Material for the task:
pub mod error;
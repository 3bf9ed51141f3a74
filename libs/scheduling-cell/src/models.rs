// libs/scheduling-cell/src/models.rs
use serde::{Deserialize, Serialize};
use uuid::Uuid;
use chrono::{NaiveDate, NaiveTime};
use std::fmt;
use thiserror::Error;

// ==============================================================================
// CORE SCHEDULING MODELS
// ==============================================================================

/// A booked (or requested) visit. The scheduling core only ever reads these
/// rows; creating and mutating them is the booking write layer's job.
#[derive(Debug, Clone, Serialize, Deserialize)]
pub struct Appointment {
    pub id: Uuid,
    pub patient_id: Uuid,
    pub doctor_id: Option<Uuid>,
    pub room_id: Option<Uuid>,
    pub date: NaiveDate,
    pub start_time: NaiveTime,
    pub end_time: NaiveTime,
    pub status: AppointmentStatus,
}

#[derive(Debug, Clone, Copy, Serialize, Deserialize, PartialEq, Eq)]
#[serde(rename_all = "snake_case")]
pub enum AppointmentStatus {
    Pending,
    Confirmed,
    Cancelled,
    Completed,
}

impl fmt::Display for AppointmentStatus {
    fn fmt(&self, f: &mut fmt::Formatter<'_>) -> fmt::Result {
        match self {
            AppointmentStatus::Pending => write!(f, "pending"),
            AppointmentStatus::Confirmed => write!(f, "confirmed"),
            AppointmentStatus::Cancelled => write!(f, "cancelled"),
            AppointmentStatus::Completed => write!(f, "completed"),
        }
    }
}

/// A working-hours entry for a doctor on a concrete date, optionally tied
/// to a room. Blocks for the same doctor/date must not overlap each other.
#[derive(Debug, Clone, Serialize, Deserialize)]
pub struct DoctorWorkBlock {
    pub id: Uuid,
    pub doctor_id: Uuid,
    pub date: NaiveDate,
    pub start_time: NaiveTime,
    pub end_time: NaiveTime,
    pub room_id: Option<Uuid>,
}

#[derive(Debug, Clone, Serialize, Deserialize)]
pub struct Room {
    pub id: Uuid,
    pub name: String,
    pub room_type: String,
    pub status: RoomStatus,
}

#[derive(Debug, Clone, Copy, Serialize, Deserialize, PartialEq, Eq)]
#[serde(rename_all = "snake_case")]
pub enum RoomStatus {
    Available,
    Unavailable,
}

impl fmt::Display for RoomStatus {
    fn fmt(&self, f: &mut fmt::Formatter<'_>) -> fmt::Result {
        match self {
            RoomStatus::Available => write!(f, "available"),
            RoomStatus::Unavailable => write!(f, "unavailable"),
        }
    }
}

/// Doctor read model. Name fields are denormalised from the person record
/// owned by the profile service; `is_available` is the manually toggled
/// flag, independent of schedule and booking state.
#[derive(Debug, Clone, Serialize, Deserialize)]
pub struct Doctor {
    pub id: Uuid,
    pub first_name: String,
    pub last_name: String,
    pub speciality: String,
    pub is_available: bool,
}

impl Doctor {
    pub fn full_name(&self) -> String {
        format!("{} {}", self.first_name, self.last_name)
    }
}

// ==============================================================================
// STORE FILTERS
// ==============================================================================

#[derive(Debug, Clone, Default)]
pub struct AppointmentFilter {
    pub doctor_id: Option<Uuid>,
    pub room_id: Option<Uuid>,
    pub date: Option<NaiveDate>,
    pub status_in: Vec<AppointmentStatus>,
    pub status_not_in: Vec<AppointmentStatus>,
}

#[derive(Debug, Clone, Default)]
pub struct DoctorFilter {
    pub speciality: Option<String>,
    pub is_available_only: bool,
}

#[derive(Debug, Clone, Default)]
pub struct RoomFilter {
    pub status: Option<RoomStatus>,
}

#[derive(Debug, Clone)]
pub struct WorkBlockFilter {
    pub doctor_id: Uuid,
    pub date: Option<NaiveDate>,
    pub exclude_id: Option<Uuid>,
}

// ==============================================================================
// REQUEST/RESPONSE MODELS
// ==============================================================================

#[derive(Debug, Clone, Serialize, Deserialize)]
pub struct SlotSearchRequest {
    pub date: NaiveDate,
    pub start_time: NaiveTime,
    pub end_time: NaiveTime,
    pub speciality: Option<String>,
}

/// An alternative slot proposed when the literally requested one has no
/// free doctor, annotated with how many doctors could take it.
#[derive(Debug, Clone, Serialize, Deserialize, PartialEq, Eq)]
pub struct SuggestedSlot {
    pub date: NaiveDate,
    pub start_time: NaiveTime,
    pub end_time: NaiveTime,
    pub available_doctors_count: usize,
}

#[derive(Debug, Clone, Serialize, Deserialize)]
pub struct SlotSearchOutcome {
    pub available_doctors: Vec<Doctor>,
    pub suggested_slots: Vec<SuggestedSlot>,
}

impl SlotSearchOutcome {
    pub fn empty() -> Self {
        Self {
            available_doctors: vec![],
            suggested_slots: vec![],
        }
    }
}

#[derive(Debug, Clone, Serialize, Deserialize)]
pub struct ConflictCheckRequest {
    pub doctor_id: Uuid,
    pub date: NaiveDate,
    pub start_time: NaiveTime,
    pub end_time: NaiveTime,
    pub exclude_block_id: Option<Uuid>,
}

#[derive(Debug, Clone, Serialize, Deserialize)]
pub struct ConflictCheckResponse {
    pub has_conflict: bool,
}

// ==============================================================================
// ERRORS
// ==============================================================================

#[derive(Error, Debug)]
pub enum SchedulingError {
    #[error("Validation error: {0}")]
    Validation(String),

    #[error("Database error: {0}")]
    Database(String),
}
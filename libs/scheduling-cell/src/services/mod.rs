pub mod interval;
pub mod store;
pub mod availability;
pub mod suggestion;
pub mod schedule;
pub mod eligibility;

pub use store::BookingStore;
pub use availability::AvailabilityService;
pub use suggestion::SuggestionService;
pub use schedule::ScheduleService;
pub use eligibility::EligibilityService;
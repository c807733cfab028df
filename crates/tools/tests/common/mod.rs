#![allow(dead_code, clippy::unwrap_used)]

use async_trait::async_trait;
use capflow_core::*;
use capflow_tools::PlainTextCodec;
use std::path::PathBuf;
use std::sync::atomic::{AtomicUsize, Ordering};
use std::sync::{Arc, Mutex};
use tempfile::TempDir;
use tokio_util::sync::CancellationToken;

/// Model that is never expected to be called by tool tests.
pub struct UnusedModel;

#[async_trait]
impl ModelClient for UnusedModel {
    async fn complete(&self, _messages: &[ChatMessage]) -> Result<String, ModelError> {
        Err(ModelError::Api("model not available in tool tests".into()))
    }

    async fn complete_structured(
        &self,
        _system: &str,
        _user: &str,
        _temperature: Option<f32>,
    ) -> Result<serde_json::Value, ModelError> {
        Err(ModelError::Api("model not available in tool tests".into()))
    }

    async fn complete_with_tools(
        &self,
        _messages: &[ChatMessage],
        _tools: &[serde_json::Value],
    ) -> Result<ModelTurn, ModelError> {
        Err(ModelError::Api("model not available in tool tests".into()))
    }
}

/// Knowledge index that returns canned hits and records requests.
#[derive(Default)]
pub struct FakeKnowledge {
    pub hits: Vec<ChunkHit>,
    pub requests: Mutex<Vec<SearchRequest>>,
}

#[async_trait]
impl KnowledgeIndex for FakeKnowledge {
    async fn search(&self, request: SearchRequest) -> Result<Vec<ChunkHit>, EngineError> {
        self.requests.lock().unwrap().push(request);
        Ok(self.hits.clone())
    }
}

/// Approval gate with a fixed answer that counts how often it was asked.
pub struct CountingGate {
    approve: bool,
    pub asked: AtomicUsize,
}

impl CountingGate {
    pub fn new(approve: bool) -> Self {
        Self {
            approve,
            asked: AtomicUsize::new(0),
        }
    }

    pub fn asked(&self) -> usize {
        self.asked.load(Ordering::SeqCst)
    }
}

#[async_trait]
impl ApprovalGate for CountingGate {
    async fn request_approval(&self, _request: ApprovalRequest) -> ApprovalDecision {
        self.asked.fetch_add(1, Ordering::SeqCst);
        if self.approve {
            ApprovalDecision::approve()
        } else {
            ApprovalDecision::deny("denied in test")
        }
    }
}

pub struct Harness {
    pub dir: TempDir,
    pub root: PathBuf,
    pub ctx: RunContext,
    pub events: Arc<CollectingEventSink>,
    pub gate: Arc<CountingGate>,
    pub knowledge: Arc<FakeKnowledge>,
    pub cancel: CancellationToken,
}

pub fn harness(approve: bool) -> Harness {
    harness_with_knowledge(approve, FakeKnowledge::default())
}

pub fn harness_with_knowledge(approve: bool, knowledge: FakeKnowledge) -> Harness {
    let dir = TempDir::new().unwrap();
    let root = dir.path().canonicalize().unwrap();
    let events = Arc::new(CollectingEventSink::new());
    let gate = Arc::new(CountingGate::new(approve));
    let knowledge = Arc::new(knowledge);
    let cancel = CancellationToken::new();

    let collab = Collaborators {
        model: Arc::new(UnusedModel),
        knowledge: knowledge.clone(),
        embedder: None,
        documents: Arc::new(PlainTextCodec::new("docx")),
        approvals: gate.clone(),
        history: Arc::new(InMemoryHistory::new()),
        events: events.clone(),
        model_config: ModelConfig::default(),
    };
    let ctx = RunContext::new("run-test", "session-test", collab, cancel.clone());

    Harness {
        dir,
        root,
        ctx,
        events,
        gate,
        knowledge,
        cancel,
    }
}

pub fn artifact_events(events: &CollectingEventSink) -> Vec<(String, ArtifactOperation)> {
    events
        .events()
        .into_iter()
        .filter_map(|e| match e.event {
            RunEvent::FileArtifact {
                path, operation, ..
            } => Some((path, operation)),
            _ => None,
        })
        .collect()
}
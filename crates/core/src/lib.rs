pub mod bounded_loop;
pub mod collab;
pub mod context;
pub mod error;
pub mod event;
pub mod planning;
pub mod types;

pub use bounded_loop::{
    run_bounded_loop, BoundedLoopOptions, BoundedLoopOutcome, LoopStopReason, RoundOutcome,
};
pub use collab::{
    ApprovalDecision, ApprovalGate, ApprovalRequest, ChatMessage, ChatRole, ChunkHit,
    DocumentCodec, Embedder, HistoryStore, InMemoryHistory, KnowledgeIndex, ModelClient,
    ModelConfig, ModelTurn, SearchMode, SearchRequest, ToolCall,
};
pub use context::{CancelHandle, Collaborators, RunContext};
pub use error::{EngineError, ModelError};
pub use event::{
    ArtifactOperation, ChannelEventSink, CollectingEventSink, EventEnvelope, EventSink, RiskLevel,
    RunEvent,
};
pub use planning::PlanError;
pub use types::*;
//! Task lifecycle transitions over a run's plan.
//!
//! A task only moves `pending -> running -> {completed | failed}`. A retry
//! keeps it in `running` and bumps the attempt counter.

use crate::types::{ResultCode, Run, Task, TaskStatus};
use thiserror::Error;

#[derive(Debug, Error, PartialEq)]
pub enum PlanError {
    #[error("Task not found: {0}")]
    NotFound(String),
    #[error("Invalid transition for task {task_id}: {from:?} -> {to:?}")]
    InvalidTransition {
        task_id: String,
        from: TaskStatus,
        to: TaskStatus,
    },
    #[error("Task {active} is already running; cannot start {requested}")]
    AnotherTaskRunning { active: String, requested: String },
}

impl Run {
    pub fn has_failed_task(&self) -> bool {
        self.plan.iter().any(|t| t.status == TaskStatus::Failed)
    }

    pub fn running_task(&self) -> Option<&Task> {
        self.plan.iter().find(|t| t.status == TaskStatus::Running)
    }

    /// Next task to work on. An already-running task wins over a pending one
    /// so a retry is never skipped in favour of a different task.
    pub fn next_task_id(&self) -> Option<String> {
        self.running_task()
            .or_else(|| self.plan.iter().find(|t| t.status == TaskStatus::Pending))
            .map(|t| t.id.clone())
    }

    pub fn start_task(&mut self, task_id: &str) -> Result<(), PlanError> {
        if let Some(active) = self.running_task() {
            if active.id != task_id {
                return Err(PlanError::AnotherTaskRunning {
                    active: active.id.clone(),
                    requested: task_id.to_string(),
                });
            }
        }
        let task = self.task_mut_or_err(task_id)?;
        if task.status != TaskStatus::Pending {
            return Err(invalid(task, TaskStatus::Running));
        }
        task.status = TaskStatus::Running;
        task.attempts = 1;
        Ok(())
    }

    pub fn retry_task(&mut self, task_id: &str, error: String) -> Result<u32, PlanError> {
        let task = self.task_mut_or_err(task_id)?;
        if task.status != TaskStatus::Running {
            return Err(invalid(task, TaskStatus::Running));
        }
        task.attempts += 1;
        task.last_error = Some(error);
        Ok(task.attempts)
    }

    pub fn complete_task(
        &mut self,
        task_id: &str,
        code: ResultCode,
        message: Option<String>,
        data: Option<serde_json::Value>,
    ) -> Result<(), PlanError> {
        let task = self.task_mut_or_err(task_id)?;
        if task.status != TaskStatus::Running {
            return Err(invalid(task, TaskStatus::Completed));
        }
        task.status = TaskStatus::Completed;
        task.result_code = Some(code);
        task.result_message = message;
        task.result_data = data;
        Ok(())
    }

    pub fn fail_task(
        &mut self,
        task_id: &str,
        error: String,
        code: ResultCode,
        data: Option<serde_json::Value>,
    ) -> Result<(), PlanError> {
        let task = self.task_mut_or_err(task_id)?;
        if task.status != TaskStatus::Running {
            return Err(invalid(task, TaskStatus::Failed));
        }
        task.status = TaskStatus::Failed;
        task.result_code = Some(code);
        task.result_message = Some(error.clone());
        task.last_error = Some(error);
        task.result_data = data;
        Ok(())
    }

    pub fn progress(&self) -> f32 {
        if self.plan.is_empty() {
            return 0.0;
        }
        let done = self
            .plan
            .iter()
            .filter(|t| matches!(t.status, TaskStatus::Completed | TaskStatus::Failed))
            .count();
        done as f32 / self.plan.len() as f32
    }

    /// Human-readable trace of what each task did, fed to answer synthesis.
    pub fn execution_trace(&self) -> String {
        let mut lines = Vec::with_capacity(self.plan.len());
        for (idx, task) in self.plan.iter().enumerate() {
            let code = task.result_code.map(|c| c.as_str()).unwrap_or("-");
            let mut line = format!(
                "{}. [{}] {} ({:?}, result: {})",
                idx + 1,
                task.kind,
                task.title,
                task.status,
                code
            );
            if let Some(message) = &task.result_message {
                line.push_str("\n   ");
                line.push_str(message);
            }
            lines.push(line);
        }
        lines.join("\n")
    }

    fn task_mut_or_err(&mut self, task_id: &str) -> Result<&mut Task, PlanError> {
        self.task_mut(task_id)
            .ok_or_else(|| PlanError::NotFound(task_id.to_string()))
    }
}

fn invalid(task: &Task, to: TaskStatus) -> PlanError {
    PlanError::InvalidTransition {
        task_id: task.id.clone(),
        from: task.status,
        to,
    }
}

#[cfg(test)]
mod tests {
    use super::*;

    fn run_with_two_tasks() -> (Run, String, String) {
        let mut run = Run::new("run-1", "session-1", "do things");
        let a = Task::new("first", "retrieval", "look up");
        let b = Task::new("second", "command_execution", "ls");
        let (a_id, b_id) = (a.id.clone(), b.id.clone());
        run.plan = vec![a, b];
        (run, a_id, b_id)
    }

    #[test]
    fn test_next_task_prefers_running() {
        let (mut run, a, b) = run_with_two_tasks();
        assert_eq!(run.next_task_id(), Some(a.clone()));
        run.start_task(&a).unwrap();
        assert_eq!(run.next_task_id(), Some(a.clone()));
        run.complete_task(&a, ResultCode::Ok, None, None).unwrap();
        assert_eq!(run.next_task_id(), Some(b));
    }

    #[test]
    fn test_only_one_running_task() {
        let (mut run, a, b) = run_with_two_tasks();
        run.start_task(&a).unwrap();
        let err = run.start_task(&b).unwrap_err();
        assert!(matches!(err, PlanError::AnotherTaskRunning { .. }));
    }

    #[test]
    fn test_retry_stays_running_and_increments() {
        let (mut run, a, _) = run_with_two_tasks();
        run.start_task(&a).unwrap();
        assert_eq!(run.retry_task(&a, "not yet".into()).unwrap(), 2);
        let task = run.task(&a).unwrap();
        assert_eq!(task.status, TaskStatus::Running);
        assert_eq!(task.last_error.as_deref(), Some("not yet"));
    }

    #[test]
    fn test_terminal_tasks_never_revisit() {
        let (mut run, a, _) = run_with_two_tasks();
        run.start_task(&a).unwrap();
        run.fail_task(&a, "boom".into(), ResultCode::Failed, None).unwrap();
        assert!(run.has_failed_task());
        assert!(run.start_task(&a).is_err());
        assert!(run.retry_task(&a, "again".into()).is_err());
        assert!(run.complete_task(&a, ResultCode::Ok, None, None).is_err());
    }

    #[test]
    fn test_progress_and_trace() {
        let (mut run, a, _) = run_with_two_tasks();
        assert_eq!(run.progress(), 0.0);
        run.start_task(&a).unwrap();
        run.complete_task(&a, ResultCode::Ok, Some("found 3 chunks".into()), None)
            .unwrap();
        assert_eq!(run.progress(), 0.5);
        let trace = run.execution_trace();
        assert!(trace.contains("found 3 chunks"));
        assert!(trace.contains("result: ok"));
    }
}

Task:
Exactly how many lines of the records above contain "ChatMessage"? Please state only the number.

Written response:
3